--
Forged letters.--Titus Oates before the council.--His blunders.--
A mysterious murder.--Terror of the citizens.--Lord Shaftesbury's
schemes.--Papists are banished from the capital.--Catholic peers
committed to the Tower.--Oates is encouraged.
The marriage of the Lady Mary, though agreeable to the public
mind, by no means served to distract it from the turmoil by which
it was beset. Hatred of catholicism, fear of the Duke of York,
and distrust of the king, disturbed the nation to its core.

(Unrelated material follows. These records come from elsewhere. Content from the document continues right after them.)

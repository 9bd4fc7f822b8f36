//! Text encodings accepted for custom response bodies.
//!
//! Encoding names follow the identifiers HTTP tooling commonly uses
//! (`utf8`, `latin1`, `hex`, ...). Matching is case-insensitive.

use std::fmt;
use std::str::FromStr;

use crate::handler::error::HandlerError;

/// Encoding applied to a text body before it is written.
#[derive(Debug, Clone, Copy, PartialEq, Eq, Default)]
pub enum TextEncoding {
    #[default]
    Utf8,
    Ascii,
    /// One byte per char, `U+0000..=U+00FF`.
    Latin1,
    /// Text is a hex string; the decoded bytes are written.
    Hex,
    Utf16Le,
}

impl TextEncoding {
    /// Encode `text` into the bytes that go on the wire.
    pub fn encode(self, text: &str) -> Result<Vec<u8>, HandlerError> {
        match self {
            TextEncoding::Utf8 => Ok(text.as_bytes().to_vec()),
            TextEncoding::Ascii => {
                if text.is_ascii() {
                    Ok(text.as_bytes().to_vec())
                } else {
                    Err(HandlerError::Encoding(
                        "body contains non-ASCII characters".to_string(),
                    ))
                }
            }
            TextEncoding::Latin1 => text
                .chars()
                .map(|c| {
                    u8::try_from(u32::from(c)).map_err(|_| {
                        HandlerError::Encoding(format!("character {c:?} is outside latin1"))
                    })
                })
                .collect(),
            TextEncoding::Hex => {
                hex::decode(text).map_err(|e| HandlerError::Encoding(format!("invalid hex body: {e}")))
            }
            TextEncoding::Utf16Le => Ok(text.encode_utf16().flat_map(u16::to_le_bytes).collect()),
        }
    }

    pub fn as_str(self) -> &'static str {
        match self {
            TextEncoding::Utf8 => "utf8",
            TextEncoding::Ascii => "ascii",
            TextEncoding::Latin1 => "latin1",
            TextEncoding::Hex => "hex",
            TextEncoding::Utf16Le => "utf16le",
        }
    }
}

impl FromStr for TextEncoding {
    type Err = HandlerError;

    fn from_str(name: &str) -> Result<Self, Self::Err> {
        match name.to_ascii_lowercase().as_str() {
            "utf8" | "utf-8" => Ok(TextEncoding::Utf8),
            "ascii" => Ok(TextEncoding::Ascii),
            "latin1" | "binary" => Ok(TextEncoding::Latin1),
            "hex" => Ok(TextEncoding::Hex),
            "utf16le" | "utf-16le" | "ucs2" | "ucs-2" => Ok(TextEncoding::Utf16Le),
            _ => Err(HandlerError::Encoding(format!("unknown encoding: {name}"))),
        }
    }
}

impl fmt::Display for TextEncoding {
    fn fmt(&self, f: &mut fmt::Formatter<'_>) -> fmt::Result {
        f.write_str(self.as_str())
    }
}
//! Shared utilities for integration tests.

use std::net::SocketAddr;
use std::sync::Arc;
use std::time::Duration;

use custom_response_proxy::config::ProxyConfig;
use custom_response_proxy::handler::ResponseGenerator;
use custom_response_proxy::http::HttpServer;
use custom_response_proxy::lifecycle::Shutdown;
use tokio::net::TcpListener;

/// A server bound to an ephemeral local port.
pub struct TestServer {
    pub addr: SocketAddr,
    pub shutdown: Shutdown,
}

impl TestServer {
    pub fn url(&self, path: &str) -> String {
        format!("http://{}{}", self.addr, path)
    }
}

impl Drop for TestServer {
    fn drop(&mut self) {
        self.shutdown.trigger();
    }
}

/// Start an `HttpServer` answering from `generator`.
pub async fn start_server(generator: Arc<dyn ResponseGenerator>) -> TestServer {
    let listener = TcpListener::bind("127.0.0.1:0").await.unwrap();
    let addr = listener.local_addr().unwrap();

    let mut config = ProxyConfig::default();
    config.listener.bind_address = addr.to_string();
    config.observability.metrics_enabled = false;

    let shutdown = Shutdown::new();
    let server = HttpServer::new(config, generator);
    let server_shutdown = shutdown.subscribe();
    tokio::spawn(async move {
        let _ = server.run(listener, server_shutdown).await;
    });

    TestServer { addr, shutdown }
}

pub fn client() -> reqwest::Client {
    reqwest::Client::builder()
        .no_proxy()
        .pool_max_idle_per_host(0)
        .timeout(Duration::from_secs(5))
        .build()
        .unwrap()
}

Rumours were now noised abroad, which were not without
foundation, that the monarch and his brother had renewed the
treaty with France, by which Louis engaged to send troops into
England to support Charles, when the latter saw fit to lay aside
duplicity, and proclaim himself a catholic. And, notwithstanding
the rigorous Test Acts, it was believed many high positions at
court were held by those who were papists at heart. Occasion was
therefore ripe for the invention of a monstrous fraud, the
history of which has been transmitted under the title of the
Popish Plot.
The chief contrivers of this imposture were Titus Oates and Dr.
Tonge. The first of these was son of a ribbon-weaver, who,
catching the fanatical spirit of the Cromwellian period, had
ranted as an Anabaptist preacher. Dissent, however, losing
favour under the restoration, Oates, floating with the current of
the times, resolved to become a clergyman of the Church of
England, He therefore took orders at Cambridge, officiated as
curate in various parishes, and served as chaplain on board a
man-of-war.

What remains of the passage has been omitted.